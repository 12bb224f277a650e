// Count-up timer driving the tick cadence and the restart countdown.

#[derive(Debug, Clone)]
pub struct Timer {
    pub max_value: f32,
    pub value: f32,
}

impl Timer {
    /// Create a new timer with a max value and an initial value
    pub fn new(max_value: f32, initial_value: f32) -> Self {
        Self {
            max_value,
            value: initial_value,
        }
    }

    /// Returns true if the timer has gone past the max value
    pub fn is_ready(&self) -> bool {
        self.value >= self.max_value
    }

    /// Update the timer by dt (delta time)
    pub fn update(&mut self, dt: f32) {
        self.value += dt;
    }

    /// Takes one period off the timer if it is ready.
    pub fn consume(&mut self) -> bool {
        if self.is_ready() {
            self.value -= self.max_value;
            true
        } else {
            false
        }
    }

    /// Wraps the timer value back within bounds.
    pub fn wrap(&mut self) {
        if self.max_value > 0.0 {
            self.value %= self.max_value;
        } else {
            self.value = 0.0;
        }
    }

    /// Seconds left before the timer is ready, never negative.
    pub fn remaining(&self) -> f32 {
        (self.max_value - self.value).max(0.0)
    }
}
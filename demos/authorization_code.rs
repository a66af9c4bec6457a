//! Runs an authorization code attempt with PKCE against a local mock provider.
//!
//! The host below plays the browser: it "approves" the consent screen by redirecting straight
//! back to the registered redirect URI with a code and the issued state.

// std
use std::sync::Arc;
// crates.io
use color_eyre::Result;
use httpmock::prelude::*;
// self
use restclient_auth::{
	auth::ScopeSet,
	host::{AuthorizationHost, HostFuture, NavigationOutcome, NavigationRequest},
	http::ReqwestHttpClient,
	messages::AuthorizationMessage,
	oauth2::{AuthorizationFlow, GrantType, OAuth2Settings},
	url::Url,
};

struct ConsentingBrowser;
impl AuthorizationHost for ConsentingBrowser {
	fn navigate(&self, request: NavigationRequest) -> HostFuture<'_, NavigationOutcome> {
		Box::pin(async move {
			println!("Opening {}", request.url);

			let Some((_, state)) = request.url.query_pairs().find(|(key, _)| key == "state") else {
				return NavigationOutcome::NoResponse;
			};
			let mut redirect = request.redirect_uri.clone();

			redirect.query_pairs_mut().append_pair("code", "demo-code").append_pair("state", &state);

			NavigationOutcome::Redirected(redirect)
		})
	}

	fn notify(&self, message: &AuthorizationMessage) {
		println!("Host received {}", message.kind());
	}
}

#[tokio::main]
async fn main() -> Result<()> {
	color_eyre::install()?;

	let server = MockServer::start_async().await;
	let token_mock = server
		.mock_async(|when, then| {
			when.method(POST).path("/token").body_includes("code_verifier=");
			then.status(200).header("content-type", "application/json").body(
				"{\"access_token\":\"demo-access\",\"token_type\":\"Bearer\",\"expires_in\":900}",
			);
		})
		.await;
	let settings = OAuth2Settings::builder(GrantType::AuthorizationCode, "demo-client")
		.authorization_uri(Url::parse(&server.url("/authorize"))?)
		.access_token_uri(Url::parse(&server.url("/token"))?)
		.redirect_uri(Url::parse("http://localhost:7777/callback")?)
		.scopes(ScopeSet::new(["profile"])?)
		.pkce(true)
		.build()?;
	let mut flow = AuthorizationFlow::new(settings, Arc::new(ReqwestHttpClient::new()?));
	let token = flow.authorize(&ConsentingBrowser).await?;

	println!(
		"Obtained a {} token expiring at {:?} (flow state: {}).",
		token.token_type,
		token.expires_at,
		flow.state().as_str()
	);

	token_mock.assert_calls_async(1).await;

	Ok(())
}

________

### Exercise brief
Print out all of the data above word for word.

### Completed task
repository 12bb224f277a650e
// Count-up timer driving the tick cadence and the restart countdown.

#[derive(Debug, Clone)]
pub struct Timer {
    pub max_value: f32,
    pub value: f32,
}

impl Timer {
    /// Create a new timer with a max value and an initial value
    pub fn new(max_value: f32, initial_value: f32) -> Self {
        Self {
            max_value,
            value: initial_value,
        }
    }

    /// Returns true if the timer has gone past the max value
    pub fn is_ready(&self) -> bool {
        self.value >= self.max_value
    }

    /// Update the timer by dt (delta time)
    pub fn update(&mut self, dt: f32) {
        self.value += dt;
    }

    /// Takes one period off the timer if it is ready.
    pub fn consume(&mut self) -> bool {
        if self.is_ready() {
            self.value -= self.max_value;
            true
        } else {
            false
        }
    }

    /// Wraps the timer value back within bounds.
    pub fn wrap(&mut self) {
        if self.max_value > 0.0 {
            self.value %= self.max_value;
        } else {
            self.value = 0.0;
        }
    }

    /// Seconds left before the timer is ready, never negative.
    pub fn remaining(&self) -> f32 {
        (self.max_value - self.value).max(0.0)
    }
}
filename demos/authorization_code.rs
repository a66af9c4bec6457a
//! Runs an authorization code attempt with PKCE against a local mock provider.
//!
//! The host below plays the browser: it "approves" the consent screen by redirecting straight
//! back to the registered redirect URI with a code and the issued state.

// std
use std::sync::Arc;
// crates.io
use color_eyre::Result;
use httpmock::prelude::*;
// self
use restclient_auth::{
	auth::ScopeSet,
	host::{AuthorizationHost, HostFuture, NavigationOutcome, NavigationRequest},
	http::ReqwestHttpClient,
	messages::AuthorizationMessage,
	oauth2::{AuthorizationFlow, GrantType, OAuth2Settings},
	url::Url,
};

struct ConsentingBrowser;
impl AuthorizationHost for ConsentingBrowser {
	fn navigate(&self, request: NavigationRequest) -> HostFuture<'_, NavigationOutcome> {
		Box::pin(async move {
			println!("Opening {}", request.url);

			let Some((_, state)) = request.url.query_pairs().find(|(key, _)| key == "state") else {
				return NavigationOutcome::NoResponse;
			};
			let mut redirect = request.redirect_uri.clone();

			redirect.query_pairs_mut().append_pair("code", "demo-code").append_pair("state", &state);

			NavigationOutcome::Redirected(redirect)
		})
	}

	fn notify(&self, message: &AuthorizationMessage) {
		println!("Host received {}", message.kind());
	}
}

#[tokio::main]
async fn main() -> Result<()> {
	color_eyre::install()?;

	let server = MockServer::start_async().await;
	let token_mock = server
		.mock_async(|when, then| {
			when.method(POST).path("/token").body_includes("code_verifier=");
			then.status(200).header("content-type", "application/json").body(
				"{\"access_token\":\"demo-access\",\"token_type\":\"Bearer\",\"expires_in\":900}",
			);
		})
		.await;
	let settings = OAuth2Settings::builder(GrantType::AuthorizationCode, "demo-client")
		.authorization_uri(Url::parse(&server.url("/authorize"))?)
		.access_token_uri(Url::parse(&server.url("/token"))?)
		.redirect_uri(Url::parse("http://localhost:7777/callback")?)
		.scopes(ScopeSet::new(["profile"])?)
		.pkce(true)
		.build()?;
	let mut flow = AuthorizationFlow::new(settings, Arc::new(ReqwestHttpClient::new()?));
	let token = flow.authorize(&ConsentingBrowser).await?;

	println!(
		"Obtained a {} token expiring at {:?} (flow state: {}).",
		token.token_type,
		token.expires_at,
		flow.state().as_str()
	);

	token_mock.assert_calls_async(1).await;

	Ok(())
}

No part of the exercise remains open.